Dataset entries:
☆ ☆ ☆ ☆

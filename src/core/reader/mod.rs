//! Byte-range reads out of container files.
//!
//! The metadata query reports where an embedded image lives; this module
//! lifts exactly those bytes into memory. The range is checked against the
//! file length first so a bogus offset from a damaged tag fails cleanly
//! instead of returning a truncated buffer.

use crate::error::ExtractError;
use std::fs::File;
use std::io::{BufReader, Read, Seek, SeekFrom};
use std::path::Path;

/// Read `length` bytes starting at `offset` from the file at `path`
pub fn read_range(path: &Path, offset: u64, length: u64) -> Result<Vec<u8>, ExtractError> {
    let file = File::open(path).map_err(|source| ExtractError::Open {
        path: path.to_path_buf(),
        source,
    })?;

    let file_len = file
        .metadata()
        .map_err(|source| ExtractError::Open {
            path: path.to_path_buf(),
            source,
        })?
        .len();

    let end = offset.checked_add(length);
    if end.map_or(true, |end| end > file_len) {
        return Err(ExtractError::RangeOutOfBounds {
            path: path.to_path_buf(),
            offset,
            length,
            file_len,
        });
    }

    let short_read = |source| ExtractError::ShortRead {
        path: path.to_path_buf(),
        offset,
        source,
    };

    let mut reader = BufReader::new(file);
    reader.seek(SeekFrom::Start(offset)).map_err(short_read)?;

    let mut buffer = vec![0u8; length as usize];
    reader.read_exact(&mut buffer).map_err(short_read)?;

    Ok(buffer)
}
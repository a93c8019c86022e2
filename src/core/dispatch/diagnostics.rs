//! Line-atomic console diagnostics shared by all workers.

use console::Term;
use std::sync::{Mutex, PoisonError};

/// Serializes diagnostic blocks onto stderr
#[derive(Debug)]
pub struct Diagnostics {
    verbose: bool,
    console: Mutex<Term>,
}

impl Diagnostics {
    pub fn new(verbose: bool) -> Self {
        Self {
            verbose,
            console: Mutex::new(Term::stderr()),
        }
    }

    /// Write a verbose block; `lines` is only evaluated in verbose mode
    pub fn block<F>(&self, lines: F)
    where
        F: FnOnce() -> Vec<String>,
    {
        if self.verbose {
            self.write(&lines());
        }
    }

    fn write(&self, lines: &[String]) {
        let console = self.console.lock().unwrap_or_else(PoisonError::into_inner);
        for line in lines {
            console.write_line(line).ok();
        }
    }
}
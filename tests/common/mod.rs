//! Fixture files shared by the integration tests.

#![allow(dead_code)]

pub const JPEG_COVER: &[u8] = &[
    0xFF, 0xD8, 0xFF, 0xE0, 0x00, 0x10, b'J', b'F', b'I', b'F', 0x00, 0x01, 0x01, 0x00, 0x00,
    0x01, 0x00, 0x01, 0x00, 0x00, 0xFF, 0xD9,
];

pub const PNG_COVER: &[u8] = &[
    0x89, 0x50, 0x4E, 0x47, 0x0D, 0x0A, 0x1A, 0x0A, 0x00, 0x00, 0x00, 0x0D, b'I', b'H', b'D',
    b'R', 0x00, 0x00, 0x00, 0x01,
];

/// A distinct JPEG-looking cover; `seed` varies the payload
pub fn jpeg_cover(seed: u8) -> Vec<u8> {
    let mut cover = JPEG_COVER.to_vec();
    cover.insert(4, seed);
    cover
}

/// FLAC stream: STREAMINFO then one front-cover PICTURE block
pub fn flac_with_cover(cover: &[u8]) -> Vec<u8> {
    let mut out = b"fLaC".to_vec();
    out.push(0x00);
    out.extend_from_slice(&[0, 0, 34]);
    out.extend_from_slice(&[0u8; 34]);

    let mime = b"image/jpeg";
    let mut block = Vec::new();
    block.extend_from_slice(&3u32.to_be_bytes());
    block.extend_from_slice(&(mime.len() as u32).to_be_bytes());
    block.extend_from_slice(mime);
    block.extend_from_slice(&0u32.to_be_bytes());
    block.extend_from_slice(&500u32.to_be_bytes());
    block.extend_from_slice(&500u32.to_be_bytes());
    block.extend_from_slice(&24u32.to_be_bytes());
    block.extend_from_slice(&0u32.to_be_bytes());
    block.extend_from_slice(&(cover.len() as u32).to_be_bytes());
    block.extend_from_slice(cover);

    out.push(0x86);
    out.extend_from_slice(&(block.len() as u32).to_be_bytes()[1..]);
    out.extend_from_slice(&block);
    out.extend_from_slice(&[0xFF, 0xF8, 0x00, 0x00]);
    out
}

/// FLAC stream with no pictures
pub fn flac_without_cover() -> Vec<u8> {
    let mut out = b"fLaC".to_vec();
    out.push(0x80);
    out.extend_from_slice(&[0, 0, 34]);
    out.extend_from_slice(&[0u8; 34]);
    out.extend_from_slice(&[0xFF, 0xF8, 0x00, 0x00]);
    out
}

fn syncsafe(value: u32) -> [u8; 4] {
    [
        ((value >> 21) & 0x7F) as u8,
        ((value >> 14) & 0x7F) as u8,
        ((value >> 7) & 0x7F) as u8,
        (value & 0x7F) as u8,
    ]
}

/// MP3 with an ID3v2.4 tag holding one APIC frame
pub fn mp3_with_cover(cover: &[u8]) -> Vec<u8> {
    let mut frame = vec![0u8];
    frame.extend_from_slice(b"image/jpeg\0");
    frame.push(3);
    frame.extend_from_slice(b"\0");
    frame.extend_from_slice(cover);

    let mut frames = b"APIC".to_vec();
    frames.extend_from_slice(&syncsafe(frame.len() as u32));
    frames.extend_from_slice(&[0, 0]);
    frames.extend_from_slice(&frame);

    let mut out = b"ID3".to_vec();
    out.extend_from_slice(&[4, 0, 0]);
    out.extend_from_slice(&syncsafe(frames.len() as u32));
    out.extend_from_slice(&frames);
    out.extend_from_slice(&[0xFF, 0xFB, 0x90, 0x00]);
    out
}

/// Bytes wrapped around an XMP packet with the given description attributes
pub fn with_xmp(attributes: &str) -> Vec<u8> {
    let mut out = b"RAWDATA ".to_vec();
    out.extend_from_slice(
        format!(
            r#"<x:xmpmeta xmlns:x="adobe:ns:meta/"><rdf:RDF><rdf:Description {}/></rdf:RDF></x:xmpmeta>"#,
            attributes
        )
        .as_bytes(),
    );
    out.extend_from_slice(&[0u8; 32]);
    out
}
//! # Error Module
//!
//! Error types for the image data aggregator.
//!
//! ## Design Principles
//! - **Never panic** on user data - return errors instead
//! - **Include context** - paths, offsets, what went wrong
//! - **Per-file failures are local** - they are reported and the run goes on,
//!   so `ExtractError` and `MaterializeError` end up in the run report rather
//!   than in `AidError`

use std::path::PathBuf;
use thiserror::Error;

/// Top-level application error
#[derive(Error, Debug)]
pub enum AidError {
    #[error("Scanning error: {0}")]
    Scan(#[from] ScanError),

    #[error("Configuration error: {0}")]
    Config(String),
}

/// Errors that occur while enumerating candidate files
#[derive(Error, Debug)]
pub enum ScanError {
    #[error("Directory not found: {path}")]
    DirectoryNotFound { path: PathBuf },

    #[error("Permission denied accessing: {path}")]
    PermissionDenied { path: PathBuf },

    #[error("Failed to read directory {path}: {source}")]
    ReadDirectory {
        path: PathBuf,
        #[source]
        source: std::io::Error,
    },
}

/// Errors that occur while lifting bytes out of a container file
#[derive(Error, Debug)]
pub enum ExtractError {
    #[error("Can't open {path}: {source}")]
    Open {
        path: PathBuf,
        #[source]
        source: std::io::Error,
    },

    #[error("Range {offset}+{length} is past the end of {path} ({file_len} bytes)")]
    RangeOutOfBounds {
        path: PathBuf,
        offset: u64,
        length: u64,
        file_len: u64,
    },

    #[error("Short read from {path} at offset {offset}: {source}")]
    ShortRead {
        path: PathBuf,
        offset: u64,
        #[source]
        source: std::io::Error,
    },
}

/// Errors that occur while writing distinct embedded images to disk
#[derive(Error, Debug)]
pub enum MaterializeError {
    #[error("Can't create directory {path}: {source}")]
    CreateDirectory {
        path: PathBuf,
        #[source]
        source: std::io::Error,
    },

    #[error("Can't write {path}: {source}")]
    WriteFailed {
        path: PathBuf,
        #[source]
        source: std::io::Error,
    },

    #[error("Source {path} has no usable file name")]
    NoFileName { path: PathBuf },

    #[error("Embedded image in {path} changed since it was aggregated")]
    ContentChanged { path: PathBuf },

    #[error(transparent)]
    Extract(#[from] ExtractError),
}

/// Convenience Result type alias
pub type Result<T> = std::result::Result<T, AidError>;

#[cfg(test)]
mod tests {
    use super::*;

    #[test]
    fn open_error_includes_path() {
        let error = ExtractError::Open {
            path: PathBuf::from("/music/album/track01.flac"),
            source: std::io::Error::new(std::io::ErrorKind::NotFound, "gone"),
        };
        let message = error.to_string();
        assert!(message.contains("/music/album/track01.flac"));
        assert!(message.contains("gone"));
    }

    #[test]
    fn out_of_bounds_error_describes_range() {
        let error = ExtractError::RangeOutOfBounds {
            path: PathBuf::from("/music/a.mp3"),
            offset: 100,
            length: 50,
            file_len: 120,
        };
        let message = error.to_string();
        assert!(message.contains("100+50"));
        assert!(message.contains("120 bytes"));
    }

    #[test]
    fn materialize_error_wraps_extract_error() {
        let error: MaterializeError = ExtractError::RangeOutOfBounds {
            path: PathBuf::from("/x.flac"),
            offset: 1,
            length: 2,
            file_len: 0,
        }
        .into();
        assert!(error.to_string().contains("/x.flac"));
    }
}
//! # Tracker Module
//!
//! Thread-safe deduplicating counters.
//!
//! An [`EntryTracker`] holds the distinct records of one kind seen during a
//! run, each with the number of files it was observed in. Workers call
//! [`EntryTracker::add_or_update`] concurrently; reporting reads the tracker
//! once every worker is done.
//!
//! ## Strategy
//! One mutex guards the whole entry list and the lookup is a linear scan
//! with [`Dedup::same`]. The number of distinct values (bodies, lenses,
//! focal lengths) stays small next to the number of files, and doing the
//! check and the increment-or-append under one lock guarantees at most one
//! slot per distinct value no matter how workers interleave.

use serde::{Deserialize, Serialize};
use std::cmp::Ordering;
use std::sync::{Mutex, PoisonError};

/// Equivalence and natural ordering for a record kind
pub trait Dedup {
    /// Whether two observations describe the same entity
    fn same(&self, other: &Self) -> bool;

    /// Natural ascending order used for key-sorted reports
    fn cmp_key(&self, other: &Self) -> Ordering;
}

/// Report ordering
#[derive(Debug, Clone, Copy, Default, PartialEq, Eq, Serialize, Deserialize)]
pub enum SortOrder {
    /// Ascending by the record's natural key
    #[default]
    Key,
    /// Descending by observation count
    Count,
}

/// One distinct record and how many times it was observed
#[derive(Debug, Clone, PartialEq, Eq, Serialize, Deserialize)]
pub struct Entry<T> {
    record: T,
    count: usize,
}

impl<T> Entry<T> {
    fn new(record: T) -> Self {
        Self { record, count: 1 }
    }

    /// The first observation of this entity
    pub fn record(&self) -> &T {
        &self.record
    }

    /// Number of observations merged into this entry
    pub fn count(&self) -> usize {
        self.count
    }

    pub fn into_record(self) -> T {
        self.record
    }
}

/// Append-or-merge collection of records of one kind
#[derive(Debug)]
pub struct EntryTracker<T> {
    entries: Mutex<Vec<Entry<T>>>,
}

impl<T> Default for EntryTracker<T> {
    fn default() -> Self {
        Self {
            entries: Mutex::new(Vec::new()),
        }
    }
}

impl<T: Dedup> EntryTracker<T> {
    /// Create an empty tracker
    pub fn new() -> Self {
        Self::default()
    }

    /// Merge `record` into its existing slot, or append it with count 1
    pub fn add_or_update(&self, record: T) {
        // A panicking worker can't leave the list half-updated: the only
        // mutations are an increment and a push.
        let mut entries = self.entries.lock().unwrap_or_else(PoisonError::into_inner);

        if let Some(entry) = entries.iter_mut().find(|e| e.record.same(&record)) {
            entry.count += 1;
            return;
        }

        entries.push(Entry::new(record));
    }

    /// Number of distinct entries
    pub fn count(&self) -> usize {
        self.entries
            .lock()
            .unwrap_or_else(PoisonError::into_inner)
            .len()
    }

    /// Sum of all entry counts, i.e. files that contributed a record
    pub fn total_observations(&self) -> usize {
        self.entries
            .lock()
            .unwrap_or_else(PoisonError::into_inner)
            .iter()
            .map(|e| e.count)
            .sum()
    }

    /// Sort in place; requires exclusive access, so no worker can remain
    pub fn sort(&mut self, order: SortOrder) {
        let entries = self
            .entries
            .get_mut()
            .unwrap_or_else(PoisonError::into_inner);
        sort_entries(entries, order);
    }

    /// Entries in their current order
    pub fn entries(&mut self) -> &[Entry<T>] {
        self.entries
            .get_mut()
            .unwrap_or_else(PoisonError::into_inner)
    }

    /// Consume the tracker, yielding its entries in the requested order
    pub fn into_sorted(self, order: SortOrder) -> Vec<Entry<T>> {
        let mut entries = self
            .entries
            .into_inner()
            .unwrap_or_else(PoisonError::into_inner);
        sort_entries(&mut entries, order);
        entries
    }
}

fn sort_entries<T: Dedup>(entries: &mut [Entry<T>], order: SortOrder) {
    match order {
        SortOrder::Key => entries.sort_by(|a, b| a.record.cmp_key(&b.record)),
        // ties fall back to the key so reports are stable across runs
        SortOrder::Count => entries.sort_by(|a, b| {
            b.count
                .cmp(&a.count)
                .then_with(|| a.record.cmp_key(&b.record))
        }),
    }
}
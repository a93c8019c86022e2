//! JSON export for scripting.

use crate::core::pipeline::RunReport;
use std::io::{self, Write};

/// Write the run as a pretty-printed JSON document
pub fn write_json<W: Write>(report: &RunReport, mut writer: W) -> io::Result<()> {
    serde_json::to_writer_pretty(&mut writer, report)?;
    writeln!(writer)
}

☆ ☆ ☆ ☆

**The task**
Lines from the top of the entries above to the line that contains "a truncated buffer." should be set down exactly, please, with both ends kept and nothing added.

**Solution to the exercise**
filename src/core/reader/mod.rs
//! Byte-range reads out of container files.
//!
//! The metadata query reports where an embedded image lives; this module
//! lifts exactly those bytes into memory. The range is checked against the
//! file length first so a bogus offset from a damaged tag fails cleanly
//! instead of returning a truncated buffer.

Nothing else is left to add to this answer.